*** INFORMATION SUPPLIED ***
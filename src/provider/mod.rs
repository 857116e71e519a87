//! The built container: object registry, injector, and construction pipeline.
//!
//! A [`Container`] is produced by [`ServiceCollection::build`] and owns all
//! process-wide state: the singleton cache, the table of lazy proxies, the
//! settings tree, and the optional persistence lookup used on restore.
//!
//! [`ServiceCollection::build`]: crate::ServiceCollection::build

use std::any::{Any, TypeId};
use std::collections::HashMap;
use std::sync::{Arc, Weak};
use std::thread::{self, ThreadId};
use std::time::Instant;

use parking_lot::{Mutex, ReentrantMutex, RwLock};

use crate::config::Settings;
use crate::entity::PersistenceLookup;
use crate::error::{DiError, DiResult};
use crate::internal::with_circular_guard;
use crate::key::ServiceId;
use crate::lazy::{LazyDependency, ProxyHash};
use crate::lifetime::Lifetime;
use crate::observer::Observers;
use crate::registration::{AnyArc, Catalog, Recipe, Registration};
use crate::schema::TypeSchema;
use crate::traits::{Component, ResolverCore};

mod construct;
pub mod context;
mod inject;

pub use context::ResolverContext;

/// Dependency injection container.
///
/// Cloning is cheap and every clone shares the same registry. Lazy proxies
/// handed out by the container only hold a weak reference to it; forcing one
/// after every clone was dropped fails with [`DiError::ContainerUnavailable`].
///
/// # Thread Safety
///
/// Singleton creation is serialized by one container-wide reentrant lock.
/// A singleton is visible to re-entrant lookups on the constructing thread as
/// soon as it is instantiated, and to other threads only once it is ready.
///
/// # Examples
///
/// ```
/// use weft_di::{ServiceCollection, ServiceId, Lifetime, Resolver};
/// use std::sync::Arc;
///
/// struct Database { url: String }
/// struct Repository { db: Arc<Database> }
///
/// let mut services = ServiceCollection::new();
/// services.add_instance("Database", Database { url: "postgres://localhost".into() });
/// services.add_factory("Repository", Lifetime::Prototype, |ctx| {
///     Ok(Repository { db: ctx.get(&ServiceId::new("Database"))? })
/// });
///
/// let container = services.build();
/// let repo = container.get_required::<Repository>(&ServiceId::new("Repository"));
/// assert_eq!(repo.db.url, "postgres://localhost");
/// ```
#[derive(Clone)]
pub struct Container {
    inner: Arc<ContainerInner>,
}

pub(crate) struct ContainerInner {
    pub(crate) catalog: Catalog,
    pub(crate) settings: Settings,
    pub(crate) persistence: Option<Arc<dyn PersistenceLookup>>,
    pub(crate) observers: Observers,
    singletons: RwLock<HashMap<ServiceId, AnyArc>>,
    // partially constructed singletons, visible only to the owning thread
    constructing: Mutex<HashMap<ServiceId, (ThreadId, AnyArc)>>,
    creation: ReentrantMutex<()>,
    proxies: RwLock<HashMap<ProxyHash, Arc<LazyDependency>>>,
    schemas: RwLock<HashMap<TypeId, Arc<TypeSchema>>>,
}

impl Container {
    pub(crate) fn new(
        catalog: Catalog,
        settings: Settings,
        persistence: Option<Arc<dyn PersistenceLookup>>,
        observers: Observers,
    ) -> Self {
        let singletons = catalog
            .iter()
            .filter_map(|(id, registration)| match &registration.recipe {
                Recipe::Instance(instance) => Some((id.clone(), instance.clone())),
                _ => None,
            })
            .collect();

        Self {
            inner: Arc::new(ContainerInner {
                catalog,
                settings,
                persistence,
                observers,
                singletons: RwLock::new(singletons),
                constructing: Mutex::new(HashMap::new()),
                creation: ReentrantMutex::new(()),
                proxies: RwLock::new(HashMap::new()),
                schemas: RwLock::new(HashMap::new()),
            }),
        }
    }

    #[inline]
    pub(crate) fn inner(&self) -> &ContainerInner {
        &self.inner
    }

    fn downgrade(&self) -> Weak<ContainerInner> {
        Arc::downgrade(&self.inner)
    }

    /// Settings tree used for settings-style injection.
    pub fn settings(&self) -> &Settings {
        &self.inner.settings
    }

    /// Registers `instance` as the singleton for `id`, replacing any cached one.
    ///
    /// ```
    /// use weft_di::{ServiceCollection, ServiceId, Resolver};
    /// use std::sync::Arc;
    ///
    /// let container = ServiceCollection::new().build();
    /// let id = ServiceId::new("Acme.Region");
    /// assert!(container.get_instance::<String>(&id).is_none());
    ///
    /// container.set_instance(id.clone(), Arc::new("eu-west".to_string()));
    /// assert_eq!(container.get::<String>(&id).unwrap().as_str(), "eu-west");
    /// ```
    pub fn set_instance<T: Any + Send + Sync>(&self, id: impl Into<ServiceId>, instance: Arc<T>) {
        let id = id.into();
        let canonical = self.inner.catalog.canonical(&id).clone();
        self.inner.singletons.write().insert(canonical, instance);
    }

    /// Returns the proxy for `hash`, creating it with `resolver` if none exists yet.
    ///
    /// Repeated requests for the same hash return the same proxy.
    pub fn create_lazy_dependency<F>(
        &self,
        hash: ProxyHash,
        target: ServiceId,
        type_hint: impl Into<String>,
        resolver: F,
    ) -> Arc<LazyDependency>
    where
        F: Fn() -> DiResult<AnyArc> + Send + Sync + 'static,
    {
        if let Some(existing) = self.inner.proxies.read().get(&hash) {
            return existing.clone();
        }

        let mut created = false;
        let proxy = self
            .inner
            .proxies
            .write()
            .entry(hash)
            .or_insert_with(|| {
                created = true;
                Arc::new(LazyDependency::new(hash, target.clone(), type_hint, resolver))
            })
            .clone();

        if created && self.inner.observers.has_observers() {
            self.inner.observers.lazy_created(hash, &target);
        }
        proxy
    }

    /// Retrieves an existing proxy for `hash` if it targets `target`.
    pub fn get_lazy_dependency_by_hash(&self, hash: ProxyHash, target: &ServiceId) -> Option<Arc<LazyDependency>> {
        self.inner
            .proxies
            .read()
            .get(&hash)
            .filter(|proxy| proxy.target() == target)
            .cloned()
    }

    /// Proxy for the `(owner, slot)` pair whose resolver goes through this registry.
    pub(crate) fn lazy_dependency(&self, owner: &str, slot: &str, target: &ServiceId) -> Arc<LazyDependency> {
        let hash = ProxyHash::for_slot(owner, slot);
        if let Some(proxy) = self.get_lazy_dependency_by_hash(hash, target) {
            return proxy;
        }

        let weak = self.downgrade();
        let id = target.clone();
        self.create_lazy_dependency(hash, target.clone(), self.type_hint(target), move || {
            let inner = weak
                .upgrade()
                .ok_or_else(|| DiError::ContainerUnavailable(id.clone()))?;
            let container = Container { inner };
            match container.resolve_any(&id) {
                Ok(instance) => {
                    if container.inner.observers.has_observers() {
                        container.inner.observers.lazy_resolved(hash, &id);
                    }
                    Ok(instance)
                }
                Err(err) => {
                    tracing::warn!(service = %id, proxy = %hash, error = %err, "lazy dependency failed to resolve");
                    Err(err)
                }
            }
        })
    }

    fn type_hint(&self, id: &ServiceId) -> String {
        self.inner
            .catalog
            .resolve(id)
            .map(|(_, registration)| registration.type_name.to_string())
            .unwrap_or_default()
    }

    /// Returns `true` when a recipe (or alias) is registered for `id`.
    pub fn is_registered(&self, id: &ServiceId) -> bool {
        self.inner.catalog.contains(id)
    }

    /// Lifetime of the recipe behind `id`, following aliases.
    pub fn lifetime_of(&self, id: &ServiceId) -> Option<Lifetime> {
        self.inner
            .catalog
            .resolve(id)
            .ok()
            .map(|(_, registration)| registration.lifetime)
    }

    /// Number of ready singletons in the cache.
    pub fn singleton_count(&self) -> usize {
        self.inner.singletons.read().len()
    }

    /// Number of lazy proxies created so far.
    pub fn lazy_dependency_count(&self) -> usize {
        self.inner.proxies.read().len()
    }

    /// Schema for `T`, taken from its registration or built once and cached.
    pub(crate) fn schema_of<T: Component>(&self) -> Arc<TypeSchema> {
        let type_id = TypeId::of::<T>();
        let registered = self
            .inner
            .catalog
            .identity_of(type_id)
            .and_then(|id| self.inner.catalog.resolve(id).ok())
            .and_then(|(_, registration)| registration.schema().cloned());
        if let Some(schema) = registered {
            return schema;
        }

        if let Some(schema) = self.inner.schemas.read().get(&type_id) {
            return schema.clone();
        }
        self.inner
            .schemas
            .write()
            .entry(type_id)
            .or_insert_with(|| Arc::new(T::schema()))
            .clone()
    }

    fn resolve_uncached(&self, id: &ServiceId) -> DiResult<AnyArc> {
        let (canonical, registration) = self.inner.catalog.resolve(id)?;

        let observed = self.inner.observers.has_observers();
        let start = observed.then(Instant::now);
        if observed {
            self.inner.observers.resolving(id);
        }

        let result = match registration.lifetime {
            Lifetime::Singleton => self.resolve_singleton(canonical, registration),
            Lifetime::Prototype => self.create(canonical, registration),
        };

        if let Some(start) = start {
            self.inner.observers.resolved(id, start.elapsed());
        }
        result
    }

    fn resolve_singleton(&self, id: &ServiceId, registration: &Registration) -> DiResult<AnyArc> {
        if let Some(instance) = self.inner.singletons.read().get(id) {
            return Ok(instance.clone());
        }

        let _creation = self.inner.creation.lock();
        // another thread may have finished it while we waited
        if let Some(instance) = self.instance_any(id) {
            return Ok(instance);
        }

        let instance = self.create(id, registration)?;
        // components cache themselves; factories are cached here
        let cached = self
            .inner
            .singletons
            .write()
            .entry(id.clone())
            .or_insert(instance)
            .clone();
        Ok(cached)
    }

    fn create(&self, id: &ServiceId, registration: &Registration) -> DiResult<AnyArc> {
        match &registration.recipe {
            Recipe::Component { build, .. } => build(self, id, registration),
            Recipe::Factory(factory) => {
                let ctx = ResolverContext::new(self);
                factory(&ctx)
            }
            Recipe::Instance(instance) => Ok(instance.clone()),
            Recipe::Alias(_) => Err(DiError::UnresolvableService(id.clone())),
        }
    }

    /// Publishes a partially constructed singleton to the current thread.
    pub(crate) fn begin_construction(&self, id: &ServiceId, instance: AnyArc) {
        self.inner
            .constructing
            .lock()
            .insert(id.clone(), (thread::current().id(), instance));
    }

    pub(crate) fn end_construction(&self, id: &ServiceId) -> Option<AnyArc> {
        self.inner.constructing.lock().remove(id).map(|(_, instance)| instance)
    }

    pub(crate) fn store_singleton(&self, id: &ServiceId, instance: AnyArc) {
        self.inner.singletons.write().insert(id.clone(), instance);
    }

    pub(crate) fn creation_lock(&self) -> parking_lot::ReentrantMutexGuard<'_, ()> {
        self.inner.creation.lock()
    }

    #[cfg(feature = "diagnostics")]
    pub fn to_debug_string(&self) -> String {
        let mut entries: Vec<_> = self.inner.catalog.iter().collect();
        entries.sort_by(|a, b| a.0.cmp(b.0));

        let singletons = self.inner.singletons.read();
        let mut s = String::new();
        s.push_str("=== Container Debug ===\n");
        s.push_str("Registrations:\n");
        for (id, registration) in entries {
            let recipe = match &registration.recipe {
                Recipe::Component { .. } => "component".to_string(),
                Recipe::Factory(_) => "factory".to_string(),
                Recipe::Instance(_) => "instance".to_string(),
                Recipe::Alias(target) => format!("alias of {}", target),
            };
            let cached = if singletons.contains_key(id) { " [cached]" } else { "" };
            s.push_str(&format!(
                "  {}: {:?} {} ({}){}\n",
                id, registration.lifetime, recipe, registration.type_name, cached
            ));
        }
        s.push_str(&format!("Lazy dependencies: {}\n", self.lazy_dependency_count()));
        s
    }
}

impl ResolverCore for Container {
    fn resolve_any(&self, id: &ServiceId) -> DiResult<AnyArc> {
        // partially constructed singletons short-circuit before the cycle guard
        if let Some(instance) = self.instance_any(id) {
            return Ok(instance);
        }
        let canonical = self.inner.catalog.canonical(id);
        with_circular_guard(canonical.as_str(), || self.resolve_uncached(id))
    }

    fn instance_any(&self, id: &ServiceId) -> Option<AnyArc> {
        let canonical = self.inner.catalog.canonical(id);
        if let Some(instance) = self.inner.singletons.read().get(canonical) {
            return Some(instance.clone());
        }

        let current = thread::current().id();
        self.inner
            .constructing
            .lock()
            .get(canonical)
            .filter(|(owner, _)| *owner == current)
            .map(|(_, instance)| instance.clone())
    }
}

impl std::fmt::Debug for Container {
    fn fmt(&self, f: &mut std::fmt::Formatter<'_>) -> std::fmt::Result {
        f.debug_struct("Container")
            .field("registrations", &self.inner.catalog.len())
            .field("singletons", &self.singleton_count())
            .field("lazy_dependencies", &self.lazy_dependency_count())
            .finish()
    }
}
*** End of INFORMATION SUPPLIED ***
YOUR ASSIGNMENT —
Scan the data for the word "entry" and copy every line where it shows up.

RESPONSE TO THE TASK —
            .entry(hash)
            .entry(type_id)
            .entry(id.clone())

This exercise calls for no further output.